Memórias Biográficas de São João Bosco - Volume IX, p. 563-567
Durante esses dias, o Município de Turim dera permissão aos Institutos de beneficência para montar estandes de venda, nos últimos dias de Carnaval, de tudo o que pensavam ser vantajoso a seus internados.
O inspirador dessa ideia fora Dom Bosco. Naqueles tempos, o Carnaval de Turim era o mais decoroso, tranquilo e divertido de toda a Itália. Uma comissão ad hoc, com plenos poderes, e a polícia sob seu comando, cuidava da ordem, da moralidade e do respeito a toda categoria de pessoas.
Antes de partir para Roma, Dom Bosco, vendo as necessidades específicas do Oratório, dissera aos de casa que estudava uma forma de participar da feira de Carnaval. Todos soltaram um oh!, maravilhados e quase escandalizados.
-Ir ao Carnaval? Os filhos do Oratório?
-Sim, sim, vamos, mas não para assumir suas loucuras. Iremos lá em igualdade de condições, para obrigá-lo a vir onde estamos nós.

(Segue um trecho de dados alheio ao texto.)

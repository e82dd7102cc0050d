// SPDX-License-Identifier: MIT OR Apache-2.0
//! Curve operation errors.

use serde::{Deserialize, Serialize};

/// Result type for curve operations
pub type Result<T> = std::result::Result<T, CurveError>;

/// Errors returned by curve operations
#[derive(Debug, Clone, PartialEq, thiserror::Error)]
pub enum CurveError {
    /// No key after the target time
    #[error("No key set after time {time}")]
    NoKeyAfterTarget {
        /// Target time
        time: f64,
    },

    /// No key before the target time
    #[error("No key set before time {time}")]
    NoKeyBeforeTarget {
        /// Target time
        time: f64,
    },

    /// Ripple batch mixes curves with and without a key at the target time
    #[error("All curves must have a key set or no key set at time {time} in ripple mode")]
    NonUniformRippleKeys {
        /// Target time
        time: f64,
    },

    /// Retiming delta is not usable
    #[error("Absolute retiming delta must be at least 1, got {delta}")]
    InvalidDelta {
        /// Requested delta
        delta: f64,
    },

    /// Curve has fewer keys than the operation needs
    #[error("Curve has {found} keys, at least {required} required")]
    DegenerateCurve {
        /// Keys required
        required: usize,
        /// Keys on the curve
        found: usize,
    },

    /// Mutation would put two keys at the same time or break ordering
    #[error("Key time {time} collides with a neighbouring key")]
    TimeCollision {
        /// Offending time
        time: f64,
    },

    /// Retiming range starts after it ends
    #[error("Range start {start} is after range end {end}")]
    InvalidRange {
        /// Range start
        start: f64,
        /// Range end
        end: f64,
    },

    /// Key index outside the curve
    #[error("Key index {index} out of range for {len} keys")]
    IndexOutOfRange {
        /// Requested index
        index: usize,
        /// Number of keys
        len: usize,
    },

    /// No key exists at the requested time
    #[error("No keys set at time {time}")]
    NoKeyAtTime {
        /// Requested time
        time: f64,
    },
}

/// Fieldless classification of a [`CurveError`]
#[derive(Debug, Clone, Copy, PartialEq, Eq, Hash, Serialize, Deserialize)]
pub enum ErrorKind {
    /// See [`CurveError::NoKeyAfterTarget`]
    NoKeyAfterTarget,
    /// See [`CurveError::NoKeyBeforeTarget`]
    NoKeyBeforeTarget,
    /// See [`CurveError::NonUniformRippleKeys`]
    NonUniformRippleKeys,
    /// See [`CurveError::InvalidDelta`]
    InvalidDelta,
    /// See [`CurveError::DegenerateCurve`]
    DegenerateCurve,
    /// See [`CurveError::TimeCollision`]
    TimeCollision,
    /// See [`CurveError::InvalidRange`]
    InvalidRange,
    /// See [`CurveError::IndexOutOfRange`]
    IndexOutOfRange,
    /// See [`CurveError::NoKeyAtTime`]
    NoKeyAtTime,
}

impl CurveError {
    /// Get the error kind
    pub fn kind(&self) -> ErrorKind {
        match self {
            Self::NoKeyAfterTarget { .. } => ErrorKind::NoKeyAfterTarget,
            Self::NoKeyBeforeTarget { .. } => ErrorKind::NoKeyBeforeTarget,
            Self::NonUniformRippleKeys { .. } => ErrorKind::NonUniformRippleKeys,
            Self::InvalidDelta { .. } => ErrorKind::InvalidDelta,
            Self::DegenerateCurve { .. } => ErrorKind::DegenerateCurve,
            Self::TimeCollision { .. } => ErrorKind::TimeCollision,
            Self::InvalidRange { .. } => ErrorKind::InvalidRange,
            Self::IndexOutOfRange { .. } => ErrorKind::IndexOutOfRange,
            Self::NoKeyAtTime { .. } => ErrorKind::NoKeyAtTime,
        }
    }
}
// SPDX-License-Identifier: MIT OR Apache-2.0
//! Breakdown keys.
//!
//! A breakdown is an in-between key whose value sits between the previous
//! and next keys at a weight. Computing a breakdown is split into a pure
//! [`plan_breakdown`] step and [`BreakdownPlan::apply`], so a batch can be
//! validated before any curve is touched.

use crate::curve::{CurveId, KeyframeCurve};
use crate::error::{CurveError, Result};
use crate::keyframe::{Keyframe, TangentType};
use serde::{Deserialize, Serialize};

/// How a breakdown is placed on the curve
#[derive(Debug, Clone, Copy, PartialEq, Eq, Hash, Serialize, Deserialize)]
#[derive(Default)]
pub enum BreakdownMode {
    /// Set or insert a key at the target time, other keys stay put
    #[default]
    Overwrite,
    /// Shift later keys one frame and insert after the existing key
    Ripple,
}

impl BreakdownMode {
    /// Get the display name
    pub fn name(&self) -> &'static str {
        match self {
            Self::Overwrite => "Overwrite",
            Self::Ripple => "Ripple",
        }
    }
}

/// Keys surrounding a target time
#[derive(Debug, Clone, Copy, PartialEq, Eq, Default)]
pub struct KeyNeighbors {
    /// Key exactly at the target time
    pub original: Option<usize>,
    /// Key before the target time
    pub previous: Option<usize>,
    /// Key after the target time
    pub next: Option<usize>,
}

impl KeyNeighbors {
    /// Locate the neighbours of `time` on `curve`
    pub fn locate(curve: &KeyframeCurve, time: f64) -> Self {
        let Some(last) = curve.len().checked_sub(1) else {
            return Self::default();
        };

        if let Some(original) = curve.find(time) {
            return Self {
                original: Some(original),
                previous: original.checked_sub(1),
                next: (original < last).then_some(original + 1),
            };
        }

        let Some(closest) = curve.find_closest(time) else {
            return Self::default();
        };
        let closest_time = curve.keys()[closest].time;
        let previous = if closest_time < time {
            Some(closest)
        } else {
            closest.checked_sub(1)
        };
        let next = if closest_time > time {
            Some(closest)
        } else {
            (closest < last).then_some(closest + 1)
        };

        Self {
            original: None,
            previous,
            next,
        }
    }
}

/// Breakdown parameters
#[derive(Debug, Clone, Copy, PartialEq, Serialize, Deserialize)]
pub struct BreakdownOptions {
    /// Interpolation weight, 0 is the previous key and 1 the next key
    pub weight: f64,
    /// Placement mode
    pub mode: BreakdownMode,
    /// Set the breakdown marker on the resulting key
    pub mark_special: bool,
}

impl Default for BreakdownOptions {
    fn default() -> Self {
        Self {
            weight: 0.5,
            mode: BreakdownMode::Overwrite,
            mark_special: false,
        }
    }
}

impl BreakdownOptions {
    /// Set the weight
    pub fn with_weight(mut self, weight: f64) -> Self {
        self.weight = weight;
        self
    }

    /// Set the mode
    pub fn with_mode(mut self, mode: BreakdownMode) -> Self {
        self.mode = mode;
        self
    }

    /// Set the breakdown marker flag
    pub fn with_mark_special(mut self, mark_special: bool) -> Self {
        self.mark_special = mark_special;
        self
    }
}

/// Where a planned breakdown lands
#[derive(Debug, Clone, Copy, PartialEq, Serialize, Deserialize)]
pub enum Placement {
    /// Overwrite the value of the key at `index`
    Overwrite {
        /// Existing key index
        index: usize,
    },
    /// Insert a new key at `time`
    Insert {
        /// Target time
        time: f64,
    },
    /// Shift keys after `anchor` and insert one frame after it
    Ripple {
        /// Existing key index
        anchor: usize,
    },
}

/// A computed breakdown not yet applied to its curve
#[derive(Debug, Clone, PartialEq, Serialize, Deserialize)]
pub struct BreakdownPlan {
    /// Curve the plan was computed for
    pub curve: CurveId,
    /// Requested target time
    pub time: f64,
    /// Placement mode
    pub mode: BreakdownMode,
    /// Breakdown value
    pub value: f64,
    /// Where the value goes
    pub placement: Placement,
    /// Set the breakdown marker when applied
    pub mark_special: bool,
    /// Out-tangent type for inserted keys
    pub out_tangent: TangentType,
}

impl BreakdownPlan {
    /// Whether a key already existed at the target time
    pub fn has_original_key(&self) -> bool {
        matches!(
            self.placement,
            Placement::Overwrite { .. } | Placement::Ripple { .. }
        )
    }

    /// Apply the plan to the curve it was computed for
    pub fn apply(&self, curve: &mut KeyframeCurve) -> Result<BreakdownResult> {
        let (index, created_new_key) = match self.placement {
            Placement::Overwrite { index } => {
                curve.set_value(index, self.value)?;
                (index, false)
            }
            Placement::Insert { time } => (curve.insert_key(self.new_key(time))?, true),
            Placement::Ripple { anchor } => {
                let time = curve.time(anchor)? + 1.0;
                curve.shift_keys_from(anchor + 1, 1.0)?;
                (curve.insert_key(self.new_key(time))?, true)
            }
        };

        let time = curve.time(index)?;
        let previous_marker = if self.mark_special {
            Some(curve.set_special_marker(index, true)?)
        } else {
            None
        };

        Ok(BreakdownResult {
            index,
            value: self.value,
            mode: self.mode,
            created_new_key,
            time,
            playhead: time,
            previous_marker,
        })
    }

    fn new_key(&self, time: f64) -> Keyframe {
        Keyframe::new(time, self.value).with_tangent_types(TangentType::Global, self.out_tangent)
    }
}

/// Outcome of an applied breakdown
#[derive(Debug, Clone, PartialEq, Serialize, Deserialize)]
pub struct BreakdownResult {
    /// Index of the breakdown key
    pub index: usize,
    /// Breakdown value
    pub value: f64,
    /// Placement mode
    pub mode: BreakdownMode,
    /// A key was inserted rather than overwritten
    pub created_new_key: bool,
    /// Time of the breakdown key
    pub time: f64,
    /// Time the playhead should move to
    pub playhead: f64,
    /// Marker value before it was set, when marking was requested
    pub previous_marker: Option<bool>,
}

/// Compute a breakdown at `time` without touching the curve
pub fn plan_breakdown(
    curve: &KeyframeCurve,
    time: f64,
    options: &BreakdownOptions,
) -> Result<BreakdownPlan> {
    let neighbors = KeyNeighbors::locate(curve, time);
    let next = neighbors
        .next
        .ok_or(CurveError::NoKeyAfterTarget { time })?;

    let (anchor, placement) = match (options.mode, neighbors.original) {
        (BreakdownMode::Ripple, Some(original)) => {
            (original, Placement::Ripple { anchor: original })
        }
        (mode, original) => {
            let previous = neighbors
                .previous
                .ok_or(CurveError::NoKeyBeforeTarget { time })?;
            let placement = match (mode, original) {
                (BreakdownMode::Overwrite, Some(index)) => Placement::Overwrite { index },
                _ => Placement::Insert { time },
            };
            (previous, placement)
        }
    };

    let prev_value = curve.value(anchor)?;
    let next_value = curve.value(next)?;
    let (value, out_tangent) = if curve.is_boolean() {
        (prev_value, TangentType::Step)
    } else {
        (
            prev_value + (next_value - prev_value) * options.weight,
            TangentType::Global,
        )
    };

    Ok(BreakdownPlan {
        curve: curve.id,
        time,
        mode: options.mode,
        value,
        placement,
        mark_special: options.mark_special,
        out_tangent,
    })
}

/// Compute and apply a breakdown at `time`
pub fn insert_breakdown(
    curve: &mut KeyframeCurve,
    time: f64,
    options: &BreakdownOptions,
) -> Result<BreakdownResult> {
    plan_breakdown(curve, time, options)?.apply(curve)
}

/// Check that a ripple batch is all with or all without original keys.
///
/// Overwrite batches always pass.
pub fn check_ripple_uniformity<'a>(
    plans: impl IntoIterator<Item = &'a BreakdownPlan>,
) -> Result<()> {
    let mut ripple = plans
        .into_iter()
        .filter(|p| p.mode == BreakdownMode::Ripple);
    let Some(first) = ripple.next() else {
        return Ok(());
    };
    let expected = first.has_original_key();
    if ripple.any(|p| p.has_original_key() != expected) {
        return Err(CurveError::NonUniformRippleKeys { time: first.time });
    }
    Ok(())
}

Muitos objetos da última loteria tinham sobrado. O Venerável pensara em fazer alguma coisa com eles, ao mesmo tempo que os bons turinenses, convidados, porfiavam em lhe enviar outros. Deu essa atividade ao Cavaleiro Oreglia enquanto ele viajava a Roma.
O Cavaleiro preparou seu estande com várias mesas bem decoradas num amplo palco, atrás das torres da praça Castello, em frente ao rio Pó. Ao mesmo tempo mandou uma linda poesia em piemontês a seus conhecidos e amigos para que viessem admirar sua banca e comprar.
Despachou para Roma vários desses convites.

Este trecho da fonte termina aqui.